Уже самые лабиринты и дворцы на материке Греции, в Микенах, Тиринфе, Орхомене, были созданиями искусства, — зодчества. В запутанности критских «городов-государств», в роскоши и пышности убранства тронных зал, в киклопических камнях «Львиных ворот» тоже сказался дух эгейского народа, искавшего величия и красоты. Но в самой сущности архитектуры есть нечто, придающее ее созданиям некоторую общность, под какими бы широтами, в какие бы времена и у какого бы народа они ни возникали. Масса и тяжесть, линии и площади, математика и механика — везде одинаковы. Кроме того, лабиринты строились на века: поколения за поколениями сменялись в них, не имея возможности существенно изменять дворец по своему вкусу. Напротив, создания «малого» искусства, особенно прикладного, чутко подчиняются индивидуальным требованиям. Такую-то шпильку женщина выбирает для себя самой, никак не считаясь с веками; такой-то кинжал нравится юноше своей инкрустацией, независимо от того, нравился ли этот узор его предкам; такой-то пояс был исполнен по заказу своего владельца так, как ему хотелось, как это шло к его лицу, к его туалету. «Малые» вещи, которые мы теперь подбираем под холмами наносной земли в Кноссе, в Фесте, в Агия-Триаде, среди каменных груд, оставшихся в арголидских и беотийских дворцах, и на месте священного Илиона, — украшали когда-то салоны и спальни эгейских красавиц и «львов сезона». В этих вещах — затаена душа отдельных людей, являющихся для нас представителями эгейской культуры.

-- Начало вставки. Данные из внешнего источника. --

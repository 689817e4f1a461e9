use thiserror::Error;

/// Bytes in one block.
pub const BLOCK_LEN: usize = 64;
/// Blocks on the virtual disk.
pub const BLOCK_COUNT: usize = 64;
/// Size of the flat persisted image.
pub const DISK_BYTES: usize = BLOCK_LEN * BLOCK_COUNT;

/// Failures raised at the block-store boundary. The engine catches these
/// and reports them as operation-level failures; nothing above this layer
/// produces them.
#[derive(Debug, Error, PartialEq, Eq)]
pub enum BlockError {
    #[error("block {0} is out of range")]
    OutOfRange(usize),
    #[error("a {0} byte write does not fit in one block")]
    Oversize(usize),
}

/// The virtual disk: a fixed array of equal-size blocks with bounds-checked
/// raw access. There is no caching layer; every call touches the backing
/// array directly.
pub struct VirtualDisk {
    blocks: [[u8; BLOCK_LEN]; BLOCK_COUNT],
}

impl VirtualDisk {
    /// A zeroed disk, the starting point for both formatting and loading.
    pub fn new() -> Self {
        Self {
            blocks: [[0; BLOCK_LEN]; BLOCK_COUNT],
        }
    }

    /// Copies block `index` out of the store.
    pub fn read_block(&self, index: usize) -> Result<[u8; BLOCK_LEN], BlockError> {
        if index >= BLOCK_COUNT {
            return Err(BlockError::OutOfRange(index));
        }
        Ok(self.blocks[index])
    }

    /// Overwrites the front of block `index` with `bytes`. Shorter writes
    /// leave the tail of the block as it was.
    pub fn write_block(&mut self, index: usize, bytes: &[u8]) -> Result<(), BlockError> {
        if index >= BLOCK_COUNT {
            return Err(BlockError::OutOfRange(index));
        }
        if bytes.len() > BLOCK_LEN {
            return Err(BlockError::Oversize(bytes.len()));
        }
        self.blocks[index][..bytes.len()].copy_from_slice(bytes);
        Ok(())
    }

    /// Loads a full flat image, block by block. The caller validates the
    /// image length beforehand.
    pub fn load_image(&mut self, image: &[u8]) {
        debug_assert_eq!(image.len(), DISK_BYTES);
        for (block, chunk) in self.blocks.iter_mut().zip(image.chunks_exact(BLOCK_LEN)) {
            block.copy_from_slice(chunk);
        }
    }

    /// Serializes every block into one flat image for persistence.
    pub fn to_image(&self) -> Vec<u8> {
        let mut image = Vec::with_capacity(DISK_BYTES);
        for block in &self.blocks {
            image.extend_from_slice(block);
        }
        image
    }
}

impl Default for VirtualDisk {
    fn default() -> Self {
        Self::new()
    }
}
use crate::codec::{pack_int, unpack_int, BYTES_PER_INT};
use crate::io::BLOCK_LEN;

/// Words per on-disk descriptor: the recorded length plus three block
/// pointers.
pub const DESCRIPTOR_WORDS: usize = 4;
/// Bytes one descriptor occupies.
pub const DESCRIPTOR_BYTES: usize = DESCRIPTOR_WORDS * BYTES_PER_INT;
/// Descriptors packed into one block.
pub const DESCRIPTORS_PER_BLOCK: usize = BLOCK_LEN / DESCRIPTOR_BYTES;
/// Total descriptors on the volume; descriptor 0 is the root directory.
pub const DESCRIPTOR_COUNT: usize = 24;
/// The descriptor table starts right after the bitmap block.
pub const DESCRIPTOR_START_BLOCK: usize = 1;
/// First block of the data region, right after the descriptor table.
pub const DATA_BLOCK_START: usize =
    DESCRIPTOR_START_BLOCK + DESCRIPTOR_COUNT / DESCRIPTORS_PER_BLOCK;
/// A file never owns more blocks than its descriptor has pointers.
pub const MAX_BLOCKS_PER_FILE: usize = DESCRIPTOR_WORDS - 1;
/// Descriptor reserved for the root directory.
pub const ROOT_DESCRIPTOR: usize = 0;

/// `1` marks an unset block pointer and, paired with `length == 1`, a free
/// descriptor. The overload is sound only while real data block indices
/// stay strictly above it.
pub const NULL_BLOCK: u32 = 1;

const _: () = assert!(DATA_BLOCK_START > NULL_BLOCK as usize);

/// Maps a descriptor index to the block holding it and the byte offset of
/// its first word inside that block. Descriptors pack contiguously from
/// [`DESCRIPTOR_START_BLOCK`].
pub fn descriptor_location(index: usize) -> (usize, usize) {
    let block = DESCRIPTOR_START_BLOCK + index / DESCRIPTORS_PER_BLOCK;
    let offset = (index % DESCRIPTORS_PER_BLOCK) * DESCRIPTOR_BYTES;
    (block, offset)
}

/// One on-disk file descriptor: the recorded length and up to three data
/// block pointers, [`NULL_BLOCK`] where unset.
#[derive(Debug, Clone, Copy, PartialEq, Eq)]
pub struct Descriptor {
    pub length: u32,
    pub blocks: [u32; MAX_BLOCKS_PER_FILE],
}

impl Descriptor {
    pub fn parse(block: &[u8], offset: usize) -> Self {
        let length = unpack_int(block, offset);
        let mut blocks = [NULL_BLOCK; MAX_BLOCKS_PER_FILE];
        for (slot, pointer) in blocks.iter_mut().enumerate() {
            *pointer = unpack_int(block, offset + (slot + 1) * BYTES_PER_INT);
        }
        Self { length, blocks }
    }

    pub fn store(&self, block: &mut [u8], offset: usize) {
        pack_int(block, offset, self.length);
        for (slot, &pointer) in self.blocks.iter().enumerate() {
            pack_int(block, offset + (slot + 1) * BYTES_PER_INT, pointer);
        }
    }

    /// The free sentinel: `length == 1` together with an unset first
    /// pointer. A claimed-but-empty file has `length == 0` instead.
    pub fn is_free(&self) -> bool {
        self.length == NULL_BLOCK && self.blocks[0] == NULL_BLOCK
    }
}
/// Bytes occupied by one packed word.
pub const BYTES_PER_INT: usize = 4;

/// Writes `value` as four big-endian bytes at `buf[offset..offset + 4]`.
///
/// Every number stored on the volume crosses through this function and
/// [`unpack_int`]; records are otherwise plain byte slices.
pub fn pack_int(buf: &mut [u8], offset: usize, value: u32) {
    buf[offset..offset + BYTES_PER_INT].copy_from_slice(&value.to_be_bytes());
}

/// Reads the four big-endian bytes at `buf[offset..offset + 4]` back into
/// a word.
pub fn unpack_int(buf: &[u8], offset: usize) -> u32 {
    buf[offset..offset + BYTES_PER_INT]
        .iter()
        .fold(0, |word, &byte| (word << 8) | u32::from(byte))
}

#[cfg(test)]
mod tests {
    use super::*;

    #[test]
    fn packs_most_significant_byte_first() {
        let mut buf = [0u8; 8];
        pack_int(&mut buf, 1, 0x0102_0304);
        assert_eq!(buf, [0, 1, 2, 3, 4, 0, 0, 0]);
    }

    #[test]
    fn round_trips_extreme_values() {
        let mut buf = [0u8; 12];
        for &value in &[0, 1, 0x7fff_ffff, u32::MAX] {
            pack_int(&mut buf, 4, value);
            assert_eq!(unpack_int(&buf, 4), value);
        }
    }

    #[test]
    fn neighboring_words_do_not_overlap() {
        let mut buf = [0u8; 8];
        pack_int(&mut buf, 0, u32::MAX);
        pack_int(&mut buf, 4, 7);
        assert_eq!(unpack_int(&buf, 0), u32::MAX);
        assert_eq!(unpack_int(&buf, 4), 7);
    }
}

Среди археологических находок в эгейском мире особое место занимают вазы. Их целыми и черепки от них находят в большом количестве на всех местах эгейских поселений. По этим следам всего вернее можно проследить путь эгейского народа в его расселении по земле; эгейцы несли с собой свою «гончарную технику», и каждый этап их продвижения (как полагают, поэтому, из Испании до побережий Эгейского моря) отмечен черепками ваз, оставшимися на местах временных становий. В настоящее время уже возможно восстановить эволюцию вазового искусства у эгейцев от наиболее ранних памятников с преобладанием геометрического орнамента, главным образом зигзага, через позднейшие образцы, когда употребление кисти вызвало переход к орнаменту криволинейному, с особенным пристрастием к спирали, до эпохи высшего расцвета вазовой техники, с многообразием орнамента, образованного из элементов растительного и животного мира, и до последнего периода, когда наступил общий упадок эгейского художества, в том числе и производства ваз[98]. Но для выяснения народного характера, для понимания души эгейцев, их вкусов и их пристрастий, важны, конечно, лучшие из художественных созданий, венцы творчества. Эпоха расцвета вазовой техники, совпадающая с эпохой расцвета лабиринтов, живее всего знакомите внутренним миром «эгейца».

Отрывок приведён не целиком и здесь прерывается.